__Problem to work on__. All records are to be printed exactly as they appear.

+++ Data for this task

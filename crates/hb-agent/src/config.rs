//! Per-agent tunables.

use hb_core::Vec3;
use hb_world::BodyConfig;

#[derive(Clone, Debug, PartialEq)]
#[cfg_attr(feature = "serde", derive(serde::Serialize, serde::Deserialize))]
#[cfg_attr(feature = "serde", serde(default))]
pub struct AgentConfig {
    /// Force applied per unit of the action's movement vector.
    pub move_force:      f32,
    /// Degrees per second at full pitch input.
    pub pitch_speed:     f32,
    /// Degrees per second at full yaw input.
    pub yaw_speed:       f32,
    /// Training mode: flowers reset every episode, feeding and boundary hits
    /// are rewarded, freezing is not allowed.
    pub training:        bool,
    /// Beak tip in the agent's local frame.
    pub beak_tip_offset: Vec3,
    /// Radius of the trigger sensor around the body origin.  Must reach past
    /// the beak tip for feeding contacts to be reported.
    pub sensor_radius:   f32,
    pub body:            BodyConfig,
}

impl Default for AgentConfig {
    fn default() -> Self {
        Self {
            move_force:      2.0,
            pitch_speed:     100.0,
            yaw_speed:       100.0,
            training:        true,
            beak_tip_offset: Vec3::new(0.0, 0.0, 0.06),
            sensor_radius:   0.1,
            body:            BodyConfig::default(),
        }
    }
}
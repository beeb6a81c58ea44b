//! Stepping several independent arenas.
//!
//! Arenas share nothing, so with the `parallel` feature each one runs to
//! completion on its own Rayon task.  Results are identical to running them
//! one after another.

use hb_agent::ActionSource;

use crate::{Sim, SimError, SimObserver, SimResult};

/// Run every sim to its `end_tick`, each with the observer at the same index.
///
/// Stops at the first error; with `parallel` other arenas may still have
/// run to completion.
pub fn run_arenas<S, O>(sims: &mut [Sim<S>], observers: &mut [O]) -> SimResult<()>
where
    S: ActionSource,
    O: SimObserver + Send,
{
    if sims.len() != observers.len() {
        return Err(SimError::ArenaCountMismatch {
            expected: sims.len(),
            got:      observers.len(),
            what:     "observers",
        });
    }

    #[cfg(not(feature = "parallel"))]
    {
        sims.iter_mut()
            .zip(observers.iter_mut())
            .try_for_each(|(sim, observer)| sim.run(observer))
    }

    #[cfg(feature = "parallel")]
    {
        use rayon::prelude::*;

        sims.par_iter_mut()
            .zip(observers.par_iter_mut())
            .try_for_each(|(sim, observer)| sim.run(observer))
    }
}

++++++

__Exercise response__.
filename crates/hb-agent/src/config.rs
//! Per-agent tunables.

use hb_core::Vec3;
use hb_world::BodyConfig;

#[derive(Clone, Debug, PartialEq)]
#[cfg_attr(feature = "serde", derive(serde::Serialize, serde::Deserialize))]
#[cfg_attr(feature = "serde", serde(default))]
pub struct AgentConfig {
    /// Force applied per unit of the action's movement vector.
    pub move_force:      f32,
    /// Degrees per second at full pitch input.
    pub pitch_speed:     f32,
    /// Degrees per second at full yaw input.
    pub yaw_speed:       f32,
    /// Training mode: flowers reset every episode, feeding and boundary hits
    /// are rewarded, freezing is not allowed.
    pub training:        bool,
    /// Beak tip in the agent's local frame.
    pub beak_tip_offset: Vec3,
    /// Radius of the trigger sensor around the body origin.  Must reach past
    /// the beak tip for feeding contacts to be reported.
    pub sensor_radius:   f32,
    pub body:            BodyConfig,
}

impl Default for AgentConfig {
    fn default() -> Self {
        Self {
            move_force:      2.0,
            pitch_speed:     100.0,
            yaw_speed:       100.0,
            training:        true,
            beak_tip_offset: Vec3::new(0.0, 0.0, 0.06),
            sensor_radius:   0.1,
            body:            BodyConfig::default(),
        }
    }
}
repository beeb6a81c58ea44b
//! Stepping several independent arenas.
//!
//! Arenas share nothing, so with the `parallel` feature each one runs to
//! completion on its own Rayon task.  Results are identical to running them
//! one after another.

use hb_agent::ActionSource;

use crate::{Sim, SimError, SimObserver, SimResult};

/// Run every sim to its `end_tick`, each with the observer at the same index.
///
/// Stops at the first error; with `parallel` other arenas may still have
/// run to completion.
pub fn run_arenas<S, O>(sims: &mut [Sim<S>], observers: &mut [O]) -> SimResult<()>
where
    S: ActionSource,
    O: SimObserver + Send,
{
    if sims.len() != observers.len() {
        return Err(SimError::ArenaCountMismatch {
            expected: sims.len(),
            got:      observers.len(),
            what:     "observers",
        });
    }

    #[cfg(not(feature = "parallel"))]
    {
        sims.iter_mut()
            .zip(observers.iter_mut())
            .try_for_each(|(sim, observer)| sim.run(observer))
    }

    #[cfg(feature = "parallel")]
    {
        use rayon::prelude::*;

        sims.par_iter_mut()
            .zip(observers.par_iter_mut())
            .try_for_each(|(sim, observer)| sim.run(observer))
    }
}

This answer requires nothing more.